The downgrade matters now because a big slice of the bull case has been pricing power — the idea that utilities and data center-led demand will keep turbine and grid gear scarce enough to hold up margins. If more capacity shows up faster than project awards, it does not take much to shift pricing.
It also lands with a near-term catalyst on the calendar. GE Vernova is scheduled to report fourth-quarter and full-year results on Jan. 28, before the U.S. market opens, and management is due on a webcast at 7:30 a.m. ET. (GE Vernova)
Baird analyst Ben Kallo lowered his rating on the stock to Neutral from Outperform and cut his price target — the firm’s estimate of where the shares should trade — to $649 from $816. Kallo wrote that power-capacity oversupply fears were “shifting sentiment” on GE Vernova, as competitor announcements attract more attention. (TipRanks)
That competitive drumbeat is part of what has made the stock harder to trade day-to-day. In a note highlighted by Barron’s, Kallo pointed to the risk that more companies enter the power generation market, including names such as Doosan, Boom Technology and Caterpillar — a setup that could eventually mean too many turbines chasing too few projects. (Barron’s)
GE Vernova’s shares have been choppy this week. The stock dropped 5.1% on Thursday to $628.40, with volume above its 50-day average, according to MarketWatch. (MarketWatch)

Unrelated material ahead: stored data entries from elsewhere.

//! Batch ingestor behaviour against in-memory fakes

mod common;

use common::{init_test_tracing, stop_file, stop_line, write_lines, CountingSchema, MemorySession};
use opentrain_ingest::{ingest, IngestError, IngestOptions, RecordError, Session};

#[tokio::test]
async fn test_batches_are_ceil_of_lines_over_commit_every() {
    init_test_tracing();

    for (lines, commit_every, expected_batches) in [(10, 3, 4), (9, 3, 3), (1, 10_000, 1), (5, 1, 5)] {
        let file = stop_file(lines);
        let mut schema = CountingSchema::default();
        let mut session = MemorySession::default();
        let options = IngestOptions::default().with_commit_every(commit_every);

        let report = ingest(file.path(), &mut schema, &mut session, &options)
            .await
            .expect("ingest should succeed");

        assert_eq!(report.batches, expected_batches, "{lines} lines / {commit_every}");
        assert_eq!(report.lines_read, lines);
        assert_eq!(report.rows_written, lines as u64);
        assert_eq!(session.durable.len(), lines);
        assert_eq!(session.pending(), 0);
    }
}

#[tokio::test]
async fn test_rows_keep_file_order() {
    let file = stop_file(7);
    let mut schema = CountingSchema::default();
    let mut session = MemorySession::default();

    ingest(
        file.path(),
        &mut schema,
        &mut session,
        &IngestOptions::default().with_commit_every(2),
    )
    .await
    .expect("ingest should succeed");

    let trains: Vec<i32> = session.durable.iter().map(|s| s.train_num).collect();
    assert_eq!(trains, (100..107).collect::<Vec<_>>());
}

#[tokio::test]
async fn test_malformed_line_aborts_and_keeps_committed_batches() {
    init_test_tracing();

    let commit_every = 3;
    let bad_line = 8;

    let mut lines: Vec<String> = (0..10).map(|i| stop_line(200 + i, 3700)).collect();
    lines[bad_line - 1] = "20130115\t\"207\"\t06x0\t0603\t0605\t0607\t3700".to_string();
    let file = write_lines(&lines);

    let mut schema = CountingSchema::default();
    let mut session = MemorySession::default();
    let options = IngestOptions::default().with_commit_every(commit_every);

    let err = ingest(file.path(), &mut schema, &mut session, &options)
        .await
        .expect_err("line 8 is malformed");

    match err {
        IngestError::MalformedRecord { line, source } => {
            assert_eq!(line, bad_line);
            assert!(matches!(source, RecordError::Decode { field: "arrive_expected", .. }));
        },
        other => panic!("unexpected error: {other}"),
    }

    // k * floor((j - 1) / k)
    assert_eq!(session.durable.len(), commit_every * ((bad_line - 1) / commit_every));
    assert_eq!(session.durable.len(), 6);
    assert_eq!(session.pending(), 1);
}

#[tokio::test]
async fn test_short_line_reports_missing_fields() {
    let file = write_lines(&[stop_line(1, 1), "20130115\t\"2\"\t0600\t0603\t0605".to_string()]);
    let mut schema = CountingSchema::default();
    let mut session = MemorySession::default();

    let err = ingest(file.path(), &mut schema, &mut session, &IngestOptions::default())
        .await
        .expect_err("second line has five fields");

    assert!(matches!(
        err,
        IngestError::MalformedRecord {
            line: 2,
            source: RecordError::MissingFields { expected: 7, found: 5 },
        }
    ));
    assert!(session.durable.is_empty());
}

#[tokio::test]
async fn test_empty_file_only_resets() {
    let file = write_lines(&[]);
    let mut schema = CountingSchema::default();
    let mut session = MemorySession::default();

    let report = ingest(file.path(), &mut schema, &mut session, &IngestOptions::default())
        .await
        .expect("empty file is fine");

    assert_eq!((schema.drops, schema.creates), (1, 1));
    assert_eq!(report.lines_read, 0);
    assert_eq!(report.batches, 0);
    assert_eq!(session.commits, 1);
    assert!(session.durable.is_empty());
}

#[tokio::test]
async fn test_max_lines_caps_the_run() {
    let file = stop_file(25);
    let mut schema = CountingSchema::default();
    let mut session = MemorySession::default();
    let options = IngestOptions::default()
        .with_commit_every(10)
        .with_max_lines(12);

    let report = ingest(file.path(), &mut schema, &mut session, &options)
        .await
        .expect("ingest should succeed");

    assert_eq!(report.lines_read, 12);
    assert_eq!(report.rows_written, 12);
    assert_eq!(report.batches, 2);
}

#[tokio::test]
async fn test_missing_file_fails_after_reset() {
    let mut schema = CountingSchema::default();
    let mut session = MemorySession::default();

    let err = ingest(
        std::path::Path::new("/nonexistent/stops.tsv"),
        &mut schema,
        &mut session,
        &IngestOptions::default(),
    )
    .await
    .expect_err("file does not exist");

    assert!(matches!(err, IngestError::Io { .. }));
    assert_eq!(schema.drops, 1);
}

#[tokio::test]
async fn test_invalid_utf8_line_reports_line_number() {
    let mut file = tempfile::NamedTempFile::new().expect("Failed to create temp file");
    let mut contents = format!("{}\n", stop_line(1, 1)).into_bytes();
    contents.extend_from_slice(b"20130115\t\"2\"\t0600\t0603\t0605\t0607\t37\xff00\n");
    contents.extend_from_slice(format!("{}\n", stop_line(3, 1)).as_bytes());
    std::io::Write::write_all(&mut file, &contents).expect("Failed to write temp file");

    let mut schema = CountingSchema::default();
    let mut session = MemorySession::default();

    let err = ingest(file.path(), &mut schema, &mut session, &IngestOptions::default())
        .await
        .expect_err("second line is not UTF-8");

    assert!(matches!(
        err,
        IngestError::MalformedRecord {
            line: 2,
            source: RecordError::Encoding(_),
        }
    ));
    assert_eq!(session.pending(), 1);
    assert!(session.durable.is_empty());
}
//! Error types for the ingestion pipeline
//!
//! Every error here is fatal to a run: nothing is caught and retried
//! internally. Rerunning starts again from a full schema reset.

use std::num::ParseIntError;
use std::path::PathBuf;
use thiserror::Error;

/// Result type alias for ingestion operations
pub type Result<T> = std::result::Result<T, IngestError>;

/// A compact time or date token could not be decoded
#[derive(Error, Debug, Clone, PartialEq, Eq)]
pub enum DecodeError {
    #[error("malformed time token '{0}': expected up to 4 digits (HHMM)")]
    MalformedTimeToken(String),

    #[error("malformed date token '{0}': expected YYYYMMDD")]
    MalformedDateToken(String),
}

/// Why a single input line could not be turned into a `TrainStop`
#[derive(Error, Debug, Clone, PartialEq, Eq)]
pub enum RecordError {
    #[error("expected at least {expected} tab-separated fields, found {found}")]
    MissingFields { expected: usize, found: usize },

    #[error("field '{field}': {source}")]
    Decode {
        field: &'static str,
        #[source]
        source: DecodeError,
    },

    #[error("field '{field}': invalid integer '{value}'")]
    Integer {
        field: &'static str,
        value: String,
        #[source]
        source: ParseIntError,
    },

    #[error("line is not valid UTF-8")]
    Encoding(#[source] std::str::Utf8Error),
}

/// Errors surfaced by a loader run
#[derive(Error, Debug)]
pub enum IngestError {
    /// A line failed to parse; the run stops before any further line
    #[error("Malformed record at line {line}: {source}")]
    MalformedRecord {
        line: usize,
        #[source]
        source: RecordError,
    },

    /// DDL failed; the reset transaction was rolled back
    #[error("Schema reset failed during {phase}: {source}")]
    SchemaReset {
        phase: &'static str,
        #[source]
        source: sqlx::Error,
    },

    /// A commit failed; the staged batch is lost, earlier batches are durable
    #[error("Persistence failed: {0}")]
    Persistence(#[source] sqlx::Error),

    #[error("Failed to read input file '{}': {source}", path.display())]
    Io {
        path: PathBuf,
        #[source]
        source: std::io::Error,
    },

    #[error("Database error: {0}. Check DATABASE_URL and connection settings.")]
    Database(#[from] sqlx::Error),

    #[error(transparent)]
    Config(#[from] opentrain_common::OpentrainError),
}

impl IngestError {
    pub(crate) fn schema_reset(phase: &'static str) -> impl FnOnce(sqlx::Error) -> Self {
        move |source| Self::SchemaReset { phase, source }
    }

    pub(crate) fn io(path: impl Into<PathBuf>) -> impl FnOnce(std::io::Error) -> Self {
        let path = path.into();
        move |source| Self::Io { path, source }
    }
}
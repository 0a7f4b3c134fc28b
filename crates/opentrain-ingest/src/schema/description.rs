//! Explicit description of the loader's tables
//!
//! The same description drives `CREATE` during a reset and the `schema`
//! command's DDL listing, so there is one place to change a column.

use super::quote_ident;

/// Table holding `Station` rows
pub const STATIONS_TABLE: &str = "stations";

/// Table holding `TrainStop` rows
pub const TRAIN_STOPS_TABLE: &str = "train_stops";

/// Column types used by the loader
#[derive(Debug, Clone, Copy, PartialEq, Eq)]
pub enum SqlType {
    Integer,
    BigSerial,
    Date,
    Timestamp,
    Text,
}

impl SqlType {
    pub fn as_sql(self) -> &'static str {
        match self {
            SqlType::Integer => "INTEGER",
            SqlType::BigSerial => "BIGSERIAL",
            SqlType::Date => "DATE",
            SqlType::Timestamp => "TIMESTAMP",
            SqlType::Text => "TEXT",
        }
    }
}

#[derive(Debug, Clone, PartialEq, Eq)]
pub struct ColumnDef {
    pub name: &'static str,
    pub sql_type: SqlType,
    pub nullable: bool,
    pub primary_key: bool,
}

impl ColumnDef {
    pub fn required(name: &'static str, sql_type: SqlType) -> Self {
        Self {
            name,
            sql_type,
            nullable: false,
            primary_key: false,
        }
    }

    pub fn nullable(name: &'static str, sql_type: SqlType) -> Self {
        Self {
            nullable: true,
            ..Self::required(name, sql_type)
        }
    }

    pub fn primary_key(name: &'static str, sql_type: SqlType) -> Self {
        Self {
            primary_key: true,
            ..Self::required(name, sql_type)
        }
    }

    fn render(&self) -> String {
        let mut sql = format!("{} {}", quote_ident(self.name), self.sql_type.as_sql());
        if self.primary_key {
            sql.push_str(" PRIMARY KEY");
        } else if !self.nullable {
            sql.push_str(" NOT NULL");
        }
        sql
    }
}

/// A column pointing at another table's key
///
/// When `enforced` is false the reference is documented and indexed but no
/// `FOREIGN KEY` constraint is created, so rows may point at ids that are
/// loaded later (or never).
#[derive(Debug, Clone, PartialEq, Eq)]
pub struct Reference {
    pub column: &'static str,
    pub target_table: &'static str,
    pub target_column: &'static str,
    pub enforced: bool,
}

impl Reference {
    pub fn constraint_name(&self, table: &str) -> String {
        format!("{}_{}_fkey", table, self.column)
    }

    pub fn index_name(&self, table: &str) -> String {
        format!("ix_{}_{}", table, self.column)
    }
}

#[derive(Debug, Clone, PartialEq, Eq)]
pub struct TableDef {
    pub name: &'static str,
    pub columns: Vec<ColumnDef>,
    pub references: Vec<Reference>,
}

impl TableDef {
    fn create_table_sql(&self) -> String {
        let columns = self
            .columns
            .iter()
            .map(|c| format!("    {}", c.render()))
            .collect::<Vec<_>>()
            .join(",\n");
        format!("CREATE TABLE {} (\n{}\n)", quote_ident(self.name), columns)
    }
}

/// Ordered list of tables the loader creates
#[derive(Debug, Clone, PartialEq, Eq)]
pub struct SchemaDescription {
    pub tables: Vec<TableDef>,
}

impl SchemaDescription {
    /// The stations / train stops schema
    pub fn opentrain() -> Self {
        Self {
            tables: vec![
                TableDef {
                    name: STATIONS_TABLE,
                    columns: vec![
                        ColumnDef::primary_key("id", SqlType::Integer),
                        ColumnDef::nullable("name", SqlType::Text),
                    ],
                    references: Vec::new(),
                },
                TableDef {
                    name: TRAIN_STOPS_TABLE,
                    columns: vec![
                        ColumnDef::primary_key("id", SqlType::BigSerial),
                        ColumnDef::required("date", SqlType::Date),
                        ColumnDef::required("train_num", SqlType::Integer),
                        ColumnDef::required("arrive_expected", SqlType::Timestamp),
                        ColumnDef::required("arrive_actual", SqlType::Timestamp),
                        ColumnDef::required("depart_expected", SqlType::Timestamp),
                        ColumnDef::required("depart_actual", SqlType::Timestamp),
                        ColumnDef::required("station_id", SqlType::Integer),
                    ],
                    references: vec![Reference {
                        column: "station_id",
                        target_table: STATIONS_TABLE,
                        target_column: "id",
                        // Stop files reference stations that are loaded separately
                        enforced: false,
                    }],
                },
            ],
        }
    }

    /// DDL to build the schema from empty
    ///
    /// Tables come first in declaration order, then foreign keys for
    /// enforced references, then one index per referencing column.
    pub fn create_statements(&self) -> Vec<String> {
        let mut statements: Vec<String> = self.tables.iter().map(TableDef::create_table_sql).collect();

        for table in &self.tables {
            for reference in table.references.iter().filter(|r| r.enforced) {
                statements.push(format!(
                    "ALTER TABLE {} ADD CONSTRAINT {} FOREIGN KEY ({}) REFERENCES {} ({})",
                    quote_ident(table.name),
                    quote_ident(&reference.constraint_name(table.name)),
                    quote_ident(reference.column),
                    quote_ident(reference.target_table),
                    quote_ident(reference.target_column),
                ));
            }
        }

        for table in &self.tables {
            for reference in &table.references {
                statements.push(format!(
                    "CREATE INDEX {} ON {} ({})",
                    quote_ident(&reference.index_name(table.name)),
                    quote_ident(table.name),
                    quote_ident(reference.column),
                ));
            }
        }

        statements
    }
}
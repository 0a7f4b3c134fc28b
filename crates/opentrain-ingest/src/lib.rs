//! OpenTrain Ingest
//!
//! Loads train-stop records from tab-separated files into PostgreSQL.
//!
//! A run is destructive: every table in the target schema is dropped and the
//! loader's tables are recreated before the first line is read. Rows are then
//! staged and committed in batches, so an aborted run leaves every batch it
//! committed and nothing else.
//!
//! # Modules
//!
//! - [`decode`]: compact `HHMM` offsets and `YYYYMMDD` dates
//! - [`parser`]: one input line to one [`opentrain_common::TrainStop`]
//! - [`schema`]: table description and the drop/create reset
//! - [`session`]: staged writes flushed by commit
//! - [`pipeline`]: the end-to-end run
//! - [`config`] / [`db`]: environment configuration and the connection pool
//!
//! # Example
//!
//! ```no_run
//! use opentrain_ingest::{
//!     config::IngestConfig, db, ingest, IngestOptions, PgSchemaManager, PgSession,
//!     SchemaDescription,
//! };
//! use std::path::Path;
//!
//! # async fn run() -> opentrain_ingest::Result<()> {
//! let config = IngestConfig::load()?;
//! let pool = db::connect(&config.database).await?;
//!
//! let mut schema = PgSchemaManager::new(pool.clone(), SchemaDescription::opentrain());
//! let mut session = PgSession::with_capacity(pool, config.commit_every);
//!
//! let report = ingest(
//!     Path::new("stops.tsv"),
//!     &mut schema,
//!     &mut session,
//!     &IngestOptions::from_config(&config),
//! )
//! .await?;
//! println!("{} rows in {} batches", report.rows_written, report.batches);
//! # Ok(())
//! # }
//! ```
#![deny(clippy::unwrap_used, clippy::expect_used)]

pub mod config;
pub mod db;
pub mod decode;
pub mod error;
pub mod parser;
pub mod pipeline;
pub mod schema;
pub mod session;

pub use error::{DecodeError, IngestError, RecordError, Result};
pub use pipeline::{ingest, IngestOptions, IngestReport};
pub use schema::{PgSchemaManager, ResetReport, SchemaDescription, SchemaManager};
pub use session::{PgSession, Session};
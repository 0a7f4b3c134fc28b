//! Logging configuration and initialization
//!
//! All loader output goes through `tracing`. The subscriber writes either to
//! stdout or to a daily-rotated file, as plain text or JSON lines.
//!
//! Use structured fields rather than formatted strings where a value is
//! worth filtering on:
//!
//! ```rust
//! use tracing::info;
//!
//! let (rows, percent) = (10_000, 5);
//! info!(rows, percent, "Committed batch");
//! ```
//!
//! # Example
//!
//! ```no_run
//! use opentrain_common::logging::{init_logging, LogConfig};
//!
//! fn main() -> anyhow::Result<()> {
//!     // Keep the guard alive until exit so buffered file output is flushed
//!     let _guard = init_logging(&LogConfig::from_env()?)?;
//!     Ok(())
//! }
//! ```

use anyhow::{Context, Result};
use serde::{Deserialize, Serialize};
use std::path::PathBuf;
use tracing::Level;
use tracing_appender::non_blocking::WorkerGuard;
use tracing_subscriber::{
    fmt::{self, writer::BoxMakeWriter},
    layer::SubscriberExt,
    util::SubscriberInitExt,
    EnvFilter,
};

/// Filter applied when `LOG_FILTER` is not set; sqlx logs every statement at
/// info otherwise.
const DEFAULT_FILTER_DIRECTIVES: &str = "sqlx=warn";

/// Log level for filtering messages
#[derive(Debug, Clone, Copy, PartialEq, Eq, Serialize, Deserialize, Default)]
#[serde(rename_all = "lowercase")]
pub enum LogLevel {
    Trace,
    Debug,
    #[default]
    Info,
    Warn,
    Error,
}

impl From<LogLevel> for Level {
    fn from(level: LogLevel) -> Self {
        match level {
            LogLevel::Trace => Level::TRACE,
            LogLevel::Debug => Level::DEBUG,
            LogLevel::Info => Level::INFO,
            LogLevel::Warn => Level::WARN,
            LogLevel::Error => Level::ERROR,
        }
    }
}

impl std::str::FromStr for LogLevel {
    type Err = anyhow::Error;

    fn from_str(s: &str) -> std::result::Result<Self, Self::Err> {
        match s.to_lowercase().as_str() {
            "trace" => Ok(LogLevel::Trace),
            "debug" => Ok(LogLevel::Debug),
            "info" => Ok(LogLevel::Info),
            "warn" | "warning" => Ok(LogLevel::Warn),
            "error" => Ok(LogLevel::Error),
            _ => Err(anyhow::anyhow!("Invalid log level: {}", s)),
        }
    }
}

/// Where log lines are written
#[derive(Debug, Clone, Copy, PartialEq, Eq, Serialize, Deserialize, Default)]
#[serde(rename_all = "lowercase")]
pub enum LogOutput {
    #[default]
    Console,
    /// Daily-rotated file under `LogConfig::log_dir`
    File,
}

impl std::str::FromStr for LogOutput {
    type Err = anyhow::Error;

    fn from_str(s: &str) -> std::result::Result<Self, Self::Err> {
        match s.to_lowercase().as_str() {
            "console" | "stdout" => Ok(LogOutput::Console),
            "file" => Ok(LogOutput::File),
            _ => Err(anyhow::anyhow!("Invalid log output: {}", s)),
        }
    }
}

/// Line format
#[derive(Debug, Clone, Copy, PartialEq, Eq, Serialize, Deserialize, Default)]
#[serde(rename_all = "lowercase")]
pub enum LogFormat {
    #[default]
    Text,
    Json,
}

impl std::str::FromStr for LogFormat {
    type Err = anyhow::Error;

    fn from_str(s: &str) -> std::result::Result<Self, Self::Err> {
        match s.to_lowercase().as_str() {
            "text" | "pretty" => Ok(LogFormat::Text),
            "json" => Ok(LogFormat::Json),
            _ => Err(anyhow::anyhow!("Invalid log format: {}", s)),
        }
    }
}

/// Logging configuration
#[derive(Debug, Clone, Serialize, Deserialize)]
pub struct LogConfig {
    pub level: LogLevel,
    pub output: LogOutput,
    pub format: LogFormat,

    /// Directory for log files (only used with `LogOutput::File`)
    pub log_dir: PathBuf,

    /// Log file name prefix, e.g. "opentrain-ingest" -> "opentrain-ingest.2013-01-18"
    pub log_file_prefix: String,

    /// Extra comma-separated filter directives, e.g. "sqlx=debug"
    pub filter_directives: Option<String>,

    pub include_targets: bool,
}

impl Default for LogConfig {
    fn default() -> Self {
        Self {
            level: LogLevel::Info,
            output: LogOutput::Console,
            format: LogFormat::Text,
            log_dir: PathBuf::from("./logs"),
            log_file_prefix: "opentrain".to_string(),
            filter_directives: None,
            include_targets: true,
        }
    }
}

impl LogConfig {
    /// Load configuration from environment variables
    ///
    /// - `LOG_LEVEL`: trace, debug, info, warn, error
    /// - `LOG_OUTPUT`: console, file
    /// - `LOG_FORMAT`: text, json
    /// - `LOG_DIR`: directory for log files
    /// - `LOG_FILE_PREFIX`: prefix for log files
    /// - `LOG_FILTER`: additional filter directives
    /// - `LOG_INCLUDE_TARGETS`: include module targets (true/false)
    pub fn from_env() -> Result<Self> {
        let mut config = Self::default();
        config.apply_env()?;
        Ok(config)
    }

    /// Overlay environment variables on top of this configuration
    pub fn apply_env(&mut self) -> Result<()> {
        if let Ok(level) = std::env::var("LOG_LEVEL") {
            self.level = level.parse()?;
        }
        if let Ok(output) = std::env::var("LOG_OUTPUT") {
            self.output = output.parse()?;
        }
        if let Ok(format) = std::env::var("LOG_FORMAT") {
            self.format = format.parse()?;
        }
        if let Ok(dir) = std::env::var("LOG_DIR") {
            self.log_dir = PathBuf::from(dir);
        }
        if let Ok(prefix) = std::env::var("LOG_FILE_PREFIX") {
            self.log_file_prefix = prefix;
        }
        if let Ok(filter) = std::env::var("LOG_FILTER") {
            self.filter_directives = Some(filter);
        }
        if let Ok(val) = std::env::var("LOG_INCLUDE_TARGETS") {
            self.include_targets = val.parse().unwrap_or(true);
        }
        Ok(())
    }

    pub fn builder() -> LogConfigBuilder {
        LogConfigBuilder::default()
    }

    fn env_filter(&self) -> Result<EnvFilter> {
        let mut filter = EnvFilter::from_default_env().add_directive(Level::from(self.level).into());

        let directives = self
            .filter_directives
            .as_deref()
            .unwrap_or(DEFAULT_FILTER_DIRECTIVES);
        for directive in directives.split(',').filter(|d| !d.trim().is_empty()) {
            filter = filter.add_directive(
                directive
                    .trim()
                    .parse()
                    .with_context(|| format!("Failed to parse filter directive '{}'", directive))?,
            );
        }

        Ok(filter)
    }
}

/// Builder for LogConfig
#[derive(Default)]
pub struct LogConfigBuilder {
    config: LogConfig,
}

impl LogConfigBuilder {
    pub fn level(mut self, level: LogLevel) -> Self {
        self.config.level = level;
        self
    }

    pub fn output(mut self, output: LogOutput) -> Self {
        self.config.output = output;
        self
    }

    pub fn format(mut self, format: LogFormat) -> Self {
        self.config.format = format;
        self
    }

    pub fn log_dir(mut self, dir: impl Into<PathBuf>) -> Self {
        self.config.log_dir = dir.into();
        self
    }

    pub fn log_file_prefix(mut self, prefix: impl Into<String>) -> Self {
        self.config.log_file_prefix = prefix.into();
        self
    }

    pub fn filter_directives(mut self, filter: impl Into<String>) -> Self {
        self.config.filter_directives = Some(filter.into());
        self
    }

    pub fn build(self) -> LogConfig {
        self.config
    }
}

/// Keeps the background file writer alive; drop it only at process exit.
#[must_use = "dropping the guard stops file logging"]
pub struct LoggingGuard {
    _worker: Option<WorkerGuard>,
}

/// Install the global tracing subscriber
///
/// Must be called at most once per process.
pub fn init_logging(config: &LogConfig) -> Result<LoggingGuard> {
    let filter = config.env_filter()?;

    let (writer, worker) = match config.output {
        LogOutput::Console => (BoxMakeWriter::new(std::io::stdout), None),
        LogOutput::File => {
            std::fs::create_dir_all(&config.log_dir).with_context(|| {
                format!("Failed to create log directory {}", config.log_dir.display())
            })?;
            let appender =
                tracing_appender::rolling::daily(&config.log_dir, &config.log_file_prefix);
            let (non_blocking, guard) = tracing_appender::non_blocking(appender);
            (BoxMakeWriter::new(non_blocking), Some(guard))
        },
    };

    let layer = fmt::layer()
        .with_writer(writer)
        .with_target(config.include_targets)
        .with_ansi(config.output == LogOutput::Console);

    match config.format {
        LogFormat::Text => tracing_subscriber::registry()
            .with(filter)
            .with(layer)
            .try_init()?,
        LogFormat::Json => tracing_subscriber::registry()
            .with(filter)
            .with(layer.json())
            .try_init()?,
    }

    Ok(LoggingGuard { _worker: worker })
}
//! OpenTrain Common Library
//!
//! Shared types, error handling and logging for the OpenTrain loader crates.
//!
//! # Overview
//!
//! - **Types**: the stored entities (`Station`, `TrainStop`)
//! - **Error Handling**: `OpentrainError` and the `Result` alias
//! - **Logging**: `tracing` subscriber setup driven by `LogConfig`
//!
//! # Example
//!
//! ```no_run
//! use opentrain_common::logging::{init_logging, LogConfig};
//! use tracing::info;
//!
//! fn main() -> anyhow::Result<()> {
//!     init_logging(&LogConfig::from_env()?)?;
//!     info!("Loader started");
//!     Ok(())
//! }
//! ```
#![deny(clippy::unwrap_used, clippy::expect_used)]

pub mod error;
pub mod logging;
pub mod types;

// Re-export commonly used types
pub use error::{OpentrainError, Result};
pub use types::{Station, TrainStop};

But the downside case is straightforward. If order timing slips, or if new supply pressures turbine pricing, the company could face a tougher mix even with demand holding up — and a high-multiple stock can re-rate fast when margin assumptions wobble.
Next up is Jan. 28. Traders will be listening for any change in the tone on orders and backlog, turbine pricing, and whether management can keep cash generation on track as competition heats up.